Each line below with the string "StubSource" should be copied.

□ □ □ □ □ □ □

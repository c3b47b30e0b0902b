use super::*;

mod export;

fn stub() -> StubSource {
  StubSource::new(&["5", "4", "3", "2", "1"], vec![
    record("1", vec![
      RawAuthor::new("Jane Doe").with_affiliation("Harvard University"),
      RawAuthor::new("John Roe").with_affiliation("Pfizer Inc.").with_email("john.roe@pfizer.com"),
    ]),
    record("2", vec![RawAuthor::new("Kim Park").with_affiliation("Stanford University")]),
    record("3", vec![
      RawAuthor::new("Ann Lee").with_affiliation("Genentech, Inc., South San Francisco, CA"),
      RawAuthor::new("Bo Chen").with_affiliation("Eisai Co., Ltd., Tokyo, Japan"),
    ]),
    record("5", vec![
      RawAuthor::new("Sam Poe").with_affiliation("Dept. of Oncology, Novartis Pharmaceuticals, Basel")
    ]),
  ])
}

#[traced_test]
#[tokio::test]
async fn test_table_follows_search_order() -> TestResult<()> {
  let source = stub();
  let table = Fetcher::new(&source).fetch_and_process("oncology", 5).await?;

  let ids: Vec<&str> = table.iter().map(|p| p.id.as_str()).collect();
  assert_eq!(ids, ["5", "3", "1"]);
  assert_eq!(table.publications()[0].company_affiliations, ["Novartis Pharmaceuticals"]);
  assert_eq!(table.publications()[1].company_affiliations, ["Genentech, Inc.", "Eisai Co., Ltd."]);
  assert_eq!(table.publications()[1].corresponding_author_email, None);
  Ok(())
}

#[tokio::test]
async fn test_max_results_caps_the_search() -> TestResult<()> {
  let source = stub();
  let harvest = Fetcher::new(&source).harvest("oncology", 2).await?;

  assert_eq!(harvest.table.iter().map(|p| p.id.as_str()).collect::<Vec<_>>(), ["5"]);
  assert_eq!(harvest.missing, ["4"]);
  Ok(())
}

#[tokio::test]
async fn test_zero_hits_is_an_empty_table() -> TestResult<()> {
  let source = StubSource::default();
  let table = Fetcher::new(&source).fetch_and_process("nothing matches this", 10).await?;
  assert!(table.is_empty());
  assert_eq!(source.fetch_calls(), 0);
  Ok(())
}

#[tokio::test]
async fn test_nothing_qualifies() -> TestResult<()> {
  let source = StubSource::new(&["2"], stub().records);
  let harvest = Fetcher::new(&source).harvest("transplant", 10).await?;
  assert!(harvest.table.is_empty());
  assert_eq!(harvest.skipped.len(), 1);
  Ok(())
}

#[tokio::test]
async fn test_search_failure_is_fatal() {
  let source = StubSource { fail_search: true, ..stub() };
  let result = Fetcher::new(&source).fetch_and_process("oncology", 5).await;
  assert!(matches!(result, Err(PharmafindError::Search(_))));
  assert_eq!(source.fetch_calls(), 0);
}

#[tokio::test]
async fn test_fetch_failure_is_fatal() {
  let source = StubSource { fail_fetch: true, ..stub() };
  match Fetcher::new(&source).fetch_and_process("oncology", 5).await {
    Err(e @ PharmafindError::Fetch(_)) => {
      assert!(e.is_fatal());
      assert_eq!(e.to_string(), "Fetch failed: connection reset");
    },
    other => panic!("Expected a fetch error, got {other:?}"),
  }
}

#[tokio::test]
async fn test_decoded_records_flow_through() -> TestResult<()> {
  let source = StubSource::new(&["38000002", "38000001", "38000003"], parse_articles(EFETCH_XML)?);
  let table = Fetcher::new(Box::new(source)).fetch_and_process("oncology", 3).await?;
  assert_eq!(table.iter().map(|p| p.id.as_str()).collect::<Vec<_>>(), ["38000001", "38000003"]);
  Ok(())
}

□ □ □ □ □ □ □

Expected output:
fn stub() -> StubSource {
  StubSource::new(&["5", "4", "3", "2", "1"], vec![
  let source = StubSource::default();
  let source = StubSource::new(&["2"], stub().records);
  let source = StubSource { fail_search: true, ..stub() };
  let source = StubSource { fail_fetch: true, ..stub() };
  let source = StubSource::new(&["38000002", "38000001", "38000003"], parse_articles(EFETCH_XML)?);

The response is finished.